Task to complete:
Among the lines of the records, find all that carry the word "AppState" and copy them.

Stored items:
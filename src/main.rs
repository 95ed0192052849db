use clap::Parser;
use sentence_repeater::cli::{self, Cli, Command};

#[tokio::main]
async fn main() -> anyhow::Result<()> {
    let cli = Cli::parse();

    match cli.command {
        Command::Serve => cli::serve::run().await,
        Command::Repeat(args) => cli::repeat::run(args).await,
        Command::Examples => cli::examples::run().await,
    }
}
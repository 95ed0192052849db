//! Request/response types for the repetition endpoint

use serde::{Deserialize, Serialize};

use crate::domain::{ExampleSentence, Repetition};

/// POST /v1/repetitions request body
#[derive(Debug, Clone, Serialize, Deserialize)]
pub struct RepeatRequest {
    pub sentence: String,
    pub count: i64,
}

/// Successful repetition response
#[derive(Debug, Clone, Serialize, Deserialize)]
pub struct RepeatResponse {
    pub output_text: String,
    pub line_count: u32,
    pub char_count: u64,
}

impl From<Repetition> for RepeatResponse {
    fn from(repetition: Repetition) -> Self {
        Self {
            output_text: repetition.output_text,
            line_count: repetition.line_count,
            char_count: repetition.char_count,
        }
    }
}

/// GET /v1/examples response
#[derive(Debug, Clone, Serialize, Deserialize)]
pub struct ExamplesResponse {
    pub examples: Vec<ExampleSentence>,
    pub tips: Vec<String>,
}

#[cfg(test)]
mod tests {
    use super::*;

    #[test]
    fn test_request_deserialization() {
        let request: RepeatRequest =
            serde_json::from_str(r#"{"sentence":"hi","count":3}"#).unwrap();
        assert_eq!(request.sentence, "hi");
        assert_eq!(request.count, 3);
    }

    #[test]
    fn test_request_accepts_negative_count() {
        // Out-of-range values must reach domain validation, not fail parsing
        let request: RepeatRequest =
            serde_json::from_str(r#"{"sentence":"hi","count":-5}"#).unwrap();
        assert_eq!(request.count, -5);
    }

    #[test]
    fn test_response_from_repetition() {
        let response = RepeatResponse::from(Repetition {
            output_text: "1. hi".to_string(),
            line_count: 1,
            char_count: 5,
        });

        let json = serde_json::to_string(&response).unwrap();
        assert!(json.contains("\"output_text\":\"1. hi\""));
        assert!(json.contains("\"line_count\":1"));
        assert!(json.contains("\"char_count\":5"));
    }
}
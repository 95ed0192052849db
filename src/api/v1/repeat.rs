//! Repetition endpoint

use axum::extract::State;

use crate::api::state::AppState;
use crate::api::types::{ApiError, Json, RepeatRequest, RepeatResponse};

/// POST /v1/repetitions - Generate numbered copies of a sentence
pub async fn create_repetition(
    State(state): State<AppState>,
    Json(request): Json<RepeatRequest>,
) -> Result<Json<RepeatResponse>, ApiError> {
    let repetition = state
        .repeater_service
        .generate(&request.sentence, request.count)
        .await
        .map_err(ApiError::from)?;

    Ok(Json(RepeatResponse::from(repetition)))
}

#[cfg(test)]
mod tests {
    use super::*;

    #[tokio::test]
    async fn test_create_repetition_success() {
        let state = AppState::default();
        let request = RepeatRequest {
            sentence: "Hello, World!".to_string(),
            count: 3,
        };

        let response = create_repetition(State(state), Json(request))
            .await
            .unwrap()
            .into_inner();

        assert_eq!(
            response.output_text,
            "1. Hello, World!\n2. Hello, World!\n3. Hello, World!"
        );
        assert_eq!(response.line_count, 3);
        assert_eq!(response.char_count, 50);
    }

    #[tokio::test]
    async fn test_create_repetition_rejects_blank_sentence() {
        let state = AppState::default();
        let request = RepeatRequest {
            sentence: "   ".to_string(),
            count: 3,
        };

        let err = create_repetition(State(state), Json(request))
            .await
            .unwrap_err();

        assert_eq!(
            err.response.error_kind,
            crate::api::types::ApiErrorKind::EmptySentence
        );
    }
}
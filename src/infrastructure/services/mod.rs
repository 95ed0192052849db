//! Infrastructure services

mod repeater_service;

pub use repeater_service::{RepeaterService, RepeaterServiceTrait};
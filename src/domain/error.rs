use thiserror::Error;

/// Core domain errors
///
/// Validation variants carry the exact user-facing message; they are
/// recoverable by re-submitting corrected input.
#[derive(Debug, Clone, PartialEq, Eq, Error)]
pub enum DomainError {
    #[error("Please enter a sentence to repeat!")]
    EmptySentence,

    #[error("Number of repetitions must be at least 1!")]
    CountTooLow,

    #[error("Number of repetitions cannot exceed 100!")]
    CountTooHigh,

    #[error("Internal error: {message}")]
    Internal { message: String },
}

impl DomainError {
    pub fn internal(message: impl Into<String>) -> Self {
        Self::Internal {
            message: message.into(),
        }
    }

    /// True for the user-input validation variants, false for `Internal`.
    pub fn is_validation(&self) -> bool {
        !matches!(self, Self::Internal { .. })
    }
}
use axum::{routing::get, Router};
use tower_http::{cors::CorsLayer, trace::TraceLayer};

use super::health;
use super::state::AppState;
use super::v1;

/// Create the full router with application state
///
/// CORS is permissive: the expected caller is a browser form served from
/// anywhere.
pub fn create_router_with_state(state: AppState) -> Router {
    Router::new()
        // Health endpoints
        .route("/health", get(health::health_check))
        .route("/ready", get(health::ready_check))
        .route("/live", get(health::live_check))
        // v1 API
        .nest("/v1", v1::create_v1_router())
        // Add state and middleware
        .with_state(state)
        .layer(CorsLayer::permissive())
        .layer(TraceLayer::new_for_http())
}
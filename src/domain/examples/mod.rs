//! Static example catalog
//!
//! Display-only suggestions a presentation layer can offer for copy-paste.
//! Nothing here feeds back into the generator.

use once_cell::sync::Lazy;
use serde::{Deserialize, Serialize};

/// A ready-made sentence a user can try
#[derive(Debug, Clone, PartialEq, Eq, Serialize, Deserialize)]
pub struct ExampleSentence {
    pub sentence: String,
}

/// Example sentences offered to the user
pub static EXAMPLE_SENTENCES: Lazy<Vec<ExampleSentence>> = Lazy::new(|| {
    [
        "Hello, World!",
        "Practice makes perfect.",
        "The quick brown fox jumps over the lazy dog.",
        "Rust is awesome!",
        "Learning is fun.",
    ]
    .into_iter()
    .map(|sentence| ExampleSentence {
        sentence: sentence.to_string(),
    })
    .collect()
});

/// Usage tips shown alongside the examples
pub const USAGE_TIPS: &[&str] = &[
    "Keep sentences reasonable in length",
    "Maximum 100 repetitions allowed",
    "Output can be copied directly",
    "Use punctuation for better readability",
];

#[cfg(test)]
mod tests {
    use super::*;
    use crate::domain::repeater::generate;

    #[test]
    fn test_catalog_is_not_empty() {
        assert!(!EXAMPLE_SENTENCES.is_empty());
        assert!(!USAGE_TIPS.is_empty());
    }

    #[test]
    fn test_every_example_passes_validation() {
        for example in EXAMPLE_SENTENCES.iter() {
            assert!(generate(&example.sentence, 1).is_ok(), "{}", example.sentence);
        }
    }
}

Result for this exercise:
use crate::api::state::AppState;
    State(state): State<AppState>,
        let state = AppState::default();
        let state = AppState::default();
use super::state::AppState;
pub fn create_router_with_state(state: AppState) -> Router {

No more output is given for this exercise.